I’ve always been interested in self-development and innovation. Two years ago I attended a three week ‘Intrepreneurship School’ facilitated by Esko Reinikainen, a government and culture hacker, and John McConnachie, NLP Master Practitioner. The training provided practical and cognitive tools that I could apply in my work at Monmouthshire County Council.
So, when my manager made me aware of Carnegie Library Lab – a programme that offers funding, learning, mentoring and peer support – I was excited by the opportunity to develop my leadership and innovation skills.

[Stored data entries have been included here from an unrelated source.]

//! Message body codec. Every integer on the wire is network byte order.

#[derive(Debug, Clone)]
pub struct PacketReader<'a> {
    data: &'a [u8],
    pos: usize,
}

impl<'a> PacketReader<'a> {
    pub fn new(data: &'a [u8]) -> Self {
        Self { data, pos: 0 }
    }

    pub fn remaining(&self) -> usize {
        self.data.len().saturating_sub(self.pos)
    }

    pub fn read_u8(&mut self) -> Option<u8> {
        if self.remaining() < 1 {
            return None;
        }
        let value = self.data[self.pos];
        self.pos += 1;
        Some(value)
    }

    pub fn read_u32_be(&mut self) -> Option<u32> {
        let bytes = self.read_bytes(4)?;
        Some(u32::from_be_bytes([bytes[0], bytes[1], bytes[2], bytes[3]]))
    }

    pub fn read_i32_be(&mut self) -> Option<i32> {
        self.read_u32_be().map(|value| value as i32)
    }

    pub fn read_bytes(&mut self, len: usize) -> Option<&'a [u8]> {
        if self.remaining() < len {
            return None;
        }
        let start = self.pos;
        self.pos += len;
        Some(&self.data[start..start + len])
    }
}

#[derive(Debug, Default, Clone)]
pub struct PacketWriter {
    data: Vec<u8>,
}

impl PacketWriter {
    pub fn new() -> Self {
        Self { data: Vec::new() }
    }

    pub fn with_capacity(capacity: usize) -> Self {
        Self {
            data: Vec::with_capacity(capacity),
        }
    }

    pub fn as_slice(&self) -> &[u8] {
        &self.data
    }

    pub fn into_vec(self) -> Vec<u8> {
        self.data
    }

    pub fn write_u8(&mut self, value: u8) {
        self.data.push(value);
    }

    pub fn write_u32_be(&mut self, value: u32) {
        self.data.extend_from_slice(&value.to_be_bytes());
    }

    pub fn write_i32_be(&mut self, value: i32) {
        self.data.extend_from_slice(&value.to_be_bytes());
    }

    pub fn write_bytes(&mut self, bytes: &[u8]) {
        self.data.extend_from_slice(bytes);
    }
}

Part of the Carnegie Library Lab programme is funding to set up an innovative project in a library or library service. The initial vision for my project was to create a community led coding space to be used by young people and adults wanting to gain and share skills and experience of coding to develop websites. I intended to apply for additional funding from MALD (a division of the Welsh Government) to convert a disused garage at the library and evolve the space into a maker/hack space. It was to be called The Ideas Garage!
I was successfully awarded the Carnegie Library Lab grant but the cost of renovating the garage was unfortunately far beyond this sum, so I decided to refocus: I would provide a volunteer-led programming club aimed at 11 to 17 year olds. The sessions would be run by mentors who would assist the young people in their own self-led learning as they create their own projects, be that in relation to websites, games, apps or animations etc.

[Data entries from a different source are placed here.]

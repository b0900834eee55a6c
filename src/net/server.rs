use std::net::{SocketAddr, TcpListener, TcpStream};
use std::sync::atomic::{AtomicBool, AtomicU64, Ordering};
use std::sync::{Arc, Mutex};
use std::thread;
use std::time::Duration;

use crate::net::packet::{PacketReader, PacketWriter};
use crate::net::wire::{recv_all, send_all, RecvOutcome};
use crate::telemetry::logging;
use crate::world::players::{identity_from_ip, PlayerTable, MAX_PLAYERS};

pub const OPCODE_REGISTER: u8 = 0x01;
pub const OPCODE_ACK: u8 = 0x81;
pub const OPCODE_SHUTDOWN: u8 = 0xff;

const ACK_FRAME_LEN: usize = 13;
const REGISTER_DIMS_LEN: usize = 9;
// Upper bound on declared source pixel bytes; anything larger is a protocol
// violation, not a clamping case.
const MAX_AVATAR_PAYLOAD: u64 = 64 * 1024;
const ACCEPT_POLL_INTERVAL: Duration = Duration::from_millis(50);

#[derive(Debug, Clone)]
pub struct PresenceServerConfig {
    pub bind_addr: String,
    pub max_clients: usize,
}

impl Default for PresenceServerConfig {
    fn default() -> Self {
        Self {
            bind_addr: "0.0.0.0:7575".to_string(),
            max_clients: MAX_PLAYERS,
        }
    }
}

/// Process-wide stop flag shared by the acceptor and every worker.
#[derive(Debug, Default)]
pub struct ServerControl {
    shutdown: AtomicBool,
}

impl ServerControl {
    pub fn new() -> Self {
        Self::default()
    }

    pub fn request_shutdown(&self) {
        self.shutdown.store(true, Ordering::SeqCst);
    }

    pub fn is_running(&self) -> bool {
        !self.shutdown.load(Ordering::SeqCst)
    }
}

/// Live connection handles, used only for the capacity cap on accept and the
/// shutdown broadcast. Entries are stream clones; closing one closes the
/// worker's socket too.
#[derive(Debug)]
pub struct ClientRegistry {
    capacity: usize,
    next_conn_id: AtomicU64,
    handles: Mutex<Vec<(u64, TcpStream)>>,
}

impl ClientRegistry {
    pub fn new(capacity: usize) -> Self {
        Self {
            capacity,
            next_conn_id: AtomicU64::new(1),
            handles: Mutex::new(Vec::new()),
        }
    }

    pub fn register(&self, stream: &TcpStream) -> Result<u64, String> {
        let clone = stream
            .try_clone()
            .map_err(|err| format!("stream clone failed: {}", err))?;
        let mut handles = self
            .handles
            .lock()
            .map_err(|_| "client registry lock poisoned".to_string())?;
        if handles.len() >= self.capacity {
            return Err(format!("client limit {} reached", self.capacity));
        }
        let conn_id = self.next_conn_id.fetch_add(1, Ordering::SeqCst);
        handles.push((conn_id, clone));
        Ok(conn_id)
    }

    pub fn remove(&self, conn_id: u64) {
        if let Ok(mut handles) = self.handles.lock() {
            handles.retain(|(id, _)| *id != conn_id);
        }
    }

    pub fn len(&self) -> usize {
        self.handles.lock().map(|handles| handles.len()).unwrap_or(0)
    }

    pub fn is_empty(&self) -> bool {
        self.len() == 0
    }

    /// Best-effort shutdown opcode to every live client, then the sockets are
    /// closed so blocked workers unblock through their peer-closed path.
    pub fn broadcast_shutdown(&self) {
        let Ok(mut handles) = self.handles.lock() else {
            return;
        };
        for (_, stream) in handles.iter_mut() {
            let _ = send_all(stream, &[OPCODE_SHUTDOWN]);
            let _ = stream.shutdown(std::net::Shutdown::Both);
        }
        handles.clear();
    }
}

pub fn run_presence_server(
    config: PresenceServerConfig,
    table: Arc<Mutex<PlayerTable>>,
    control: Arc<ServerControl>,
) -> Result<(), String> {
    let listener = TcpListener::bind(&config.bind_addr)
        .map_err(|err| format!("bind {} failed: {}", config.bind_addr, err))?;
    let registry = Arc::new(ClientRegistry::new(config.max_clients));
    accept_loop(listener, table, registry, control)
}

pub(crate) fn accept_loop(
    listener: TcpListener,
    table: Arc<Mutex<PlayerTable>>,
    registry: Arc<ClientRegistry>,
    control: Arc<ServerControl>,
) -> Result<(), String> {
    listener
        .set_nonblocking(true)
        .map_err(|err| format!("listener nonblocking failed: {}", err))?;

    let local_addr = listener
        .local_addr()
        .map_err(|err| format!("listener addr failed: {}", err))?;
    logging::log_game(&format!("presence server listening on {}", local_addr));
    println!("plaza: listening on {}", local_addr);

    while control.is_running() {
        match listener.accept() {
            Ok((stream, addr)) => {
                let conn_id = match registry.register(&stream) {
                    Ok(conn_id) => conn_id,
                    Err(err) => {
                        logging::log_netload(&format!("rejected {}: {}", addr, err));
                        drop(stream);
                        continue;
                    }
                };
                logging::log_netload(&format!("connection {} opened by {}", conn_id, addr));
                println!("plaza: connection from {}", addr);
                let table = Arc::clone(&table);
                let registry = Arc::clone(&registry);
                let control = Arc::clone(&control);
                thread::spawn(move || {
                    if let Err(err) =
                        handle_client_connection(stream, addr, conn_id, &table, &registry, &control)
                    {
                        logging::log_error(&format!("connection {} error: {}", conn_id, err));
                        eprintln!("plaza: connection error: {}", err);
                    }
                });
            }
            Err(err) if err.kind() == std::io::ErrorKind::WouldBlock => {
                thread::sleep(ACCEPT_POLL_INTERVAL);
            }
            Err(err) => {
                logging::log_error(&format!("accept error: {}", err));
                eprintln!("plaza: accept error: {}", err);
            }
        }
    }

    registry.broadcast_shutdown();
    logging::log_game("presence server stopped");
    Ok(())
}

/// Worker entry for one client. Whatever way the session ends, the player row
/// is marked disconnected and the handle leaves the registry.
pub(crate) fn handle_client_connection(
    mut stream: TcpStream,
    addr: SocketAddr,
    conn_id: u64,
    table: &Arc<Mutex<PlayerTable>>,
    registry: &ClientRegistry,
    control: &ServerControl,
) -> Result<(), String> {
    let identity = identity_from_ip(addr.ip());
    let result = client_session_loop(&mut stream, identity, table, control);

    if let Ok(mut table) = table.lock() {
        table.mark_disconnected(identity);
    }
    registry.remove(conn_id);
    logging::log_netload(&format!("connection {} from {} closed", conn_id, addr));

    result
}

fn client_session_loop(
    stream: &mut TcpStream,
    identity: u32,
    table: &Arc<Mutex<PlayerTable>>,
    control: &ServerControl,
) -> Result<(), String> {
    while control.is_running() {
        let mut opcode = [0u8; 1];
        match recv_all(stream, &mut opcode)
            .map_err(|err| format!("opcode read failed: {}", err))?
        {
            RecvOutcome::Closed => return Ok(()),
            RecvOutcome::Complete => {}
        }

        match opcode[0] {
            OPCODE_REGISTER => handle_register(stream, identity, table)?,
            OPCODE_SHUTDOWN => {
                return Err("client sent server-only shutdown opcode".to_string());
            }
            other => return Err(format!("unknown opcode 0x{:02x}", other)),
        }
    }
    Ok(())
}

/// REGISTER payload: tag_len u8, tag bytes, width u32, height u32,
/// channels u8, then width*height*channels source pixel bytes.
fn handle_register(
    stream: &mut TcpStream,
    identity: u32,
    table: &Arc<Mutex<PlayerTable>>,
) -> Result<(), String> {
    let mut tag_len = [0u8; 1];
    read_payload(stream, &mut tag_len)?;
    let mut tag_raw = vec![0u8; tag_len[0] as usize];
    read_payload(stream, &mut tag_raw)?;

    let mut dims = [0u8; REGISTER_DIMS_LEN];
    read_payload(stream, &mut dims)?;
    let mut reader = PacketReader::new(&dims);
    let width = reader
        .read_u32_be()
        .ok_or_else(|| "register header truncated".to_string())?;
    let height = reader
        .read_u32_be()
        .ok_or_else(|| "register header truncated".to_string())?;
    let channels = reader
        .read_u8()
        .ok_or_else(|| "register header truncated".to_string())?;

    let declared = width as u64 * height as u64 * channels as u64;
    if declared > MAX_AVATAR_PAYLOAD {
        return Err(format!(
            "avatar payload {} exceeds limit {}",
            declared, MAX_AVATAR_PAYLOAD
        ));
    }
    let mut pixels = vec![0u8; declared as usize];
    read_payload(stream, &mut pixels)?;

    // One lock acquisition covers the whole find-or-create-and-update
    // sequence; the acknowledgement goes out after the lock is released.
    let (player_id, pos_x, pos_y, tag) = {
        let mut table = table
            .lock()
            .map_err(|_| "player table lock poisoned".to_string())?;
        let player = table
            .ensure(identity)
            .map_err(|err| format!("registration rejected: {}", err))?;
        player.set_tag(&tag_raw);
        player
            .set_avatar(&pixels, width, height, channels)
            .map_err(|err| format!("avatar update failed: {}", err))?;
        player.connected = true;
        (player.player_id, player.pos_x, player.pos_y, player.tag.clone())
    };

    let mut ack = PacketWriter::with_capacity(ACK_FRAME_LEN);
    ack.write_u8(OPCODE_ACK);
    ack.write_u32_be(player_id);
    ack.write_i32_be(pos_x);
    ack.write_i32_be(pos_y);
    send_all(stream, ack.as_slice()).map_err(|err| format!("ack send failed: {}", err))?;

    logging::log_game(&format!(
        "player {} ({}) registered at ({}, {})",
        player_id, tag, pos_x, pos_y
    ));
    Ok(())
}

/// Payload reads happen inside a frame, so an orderly close here is a
/// truncated message rather than a clean disconnect.
fn read_payload(stream: &mut TcpStream, buf: &mut [u8]) -> Result<(), String> {
    match recv_all(stream, buf) {
        Ok(RecvOutcome::Complete) => Ok(()),
        Ok(RecvOutcome::Closed) => Err("peer closed mid-message".to_string()),
        Err(err) => Err(format!("payload read failed: {}", err)),
    }
}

The aim of The Ideas Garage is to enable children and young people to explore new and emerging technologies in an informal and creative environment. The hope is to encourage peer mentoring and youth leaders, increase social inclusion and provide children in Monmouthshire with skills and confidence for use in the workplace. For our library service, it would mean we could enhance our contribution to the local economy by enabling businesses to recruit a skilled workforce from within our own communities.
One of the first things I learned was that you can’t execute a successful project on your own! Collaboration is essential and so I needed to motivate, co-ordinate and innovate, and worked with a wide range of people to get the coding club up and running. Volunteers were essential for project success and I engaged them through various volunteering sites and the library service’s social media. It took a while but eventually I had enough volunteers to start running sessions.
(C) Monmouthshire CC – with permission.
My intention was to run a coding club in a dedicated space but as securing this was proving a lengthy process, I provided a ‘pop-up’ coding club in the library and ran two successful taster sessions in the summer while working to secure a dedicated space. In mid-October we moved into our own coding room within the Chepstow Community Hub (and what used to be the library building), where our projects and equipment could remain set up, and we’re currently looking to run 10 sessions per 4 months.
The demand for learning to code for this age group has been astounding. We had 20 young people attending sessions from the outset.
The Library Lab Programme
The wider Library Lab programme has helped me in a number of ways. Initially the project felt a little overwhelming as I wasn’t quite sure where to start or what to focus on first. With the help of my Carnegie Mentor, Sue Lawson, I was able to talk things through, investigate different options and existing clubs/organisations to find out what worked elsewhere.
The Carnegie Library Lab online programme also provided me with various skills and knowledge. I used techniques I learned to help me through some challenging times in the service and pitch the Ideas Garage to senior/non-library staff to help secure a dedicated room for the project.
One of the highlights of the Library Lab learning programme for me has been the concept of Leadership Chemicals: what can stop us from being innovative and what we need to be creative. This was really useful in my project and workplace – I’ve since made it a personal objective to get a daily dose of serotonin!
Meeting up with the other Library Lab partners was great because it really made me feel like I was part of the programme. The energy, enthusiasm and encouragement I got at the events left me with a high and feeling thoroughly motivated.
Now we have a successful coding club based in Chepstow, I am getting weekly requests from parents for the same in other towns within Monmouthshire. Enquiries are also coming in for adult coding sessions. With enough community support and a sustainable module, I think this can be achieved. In the meantime I will be running the 10 events every 4 months.
Anybody interested in using innovation to provide a more effective service to the public should apply for Carnegie Library Lab. Not only will you benefit from the support and funding, it will help you to make a difference!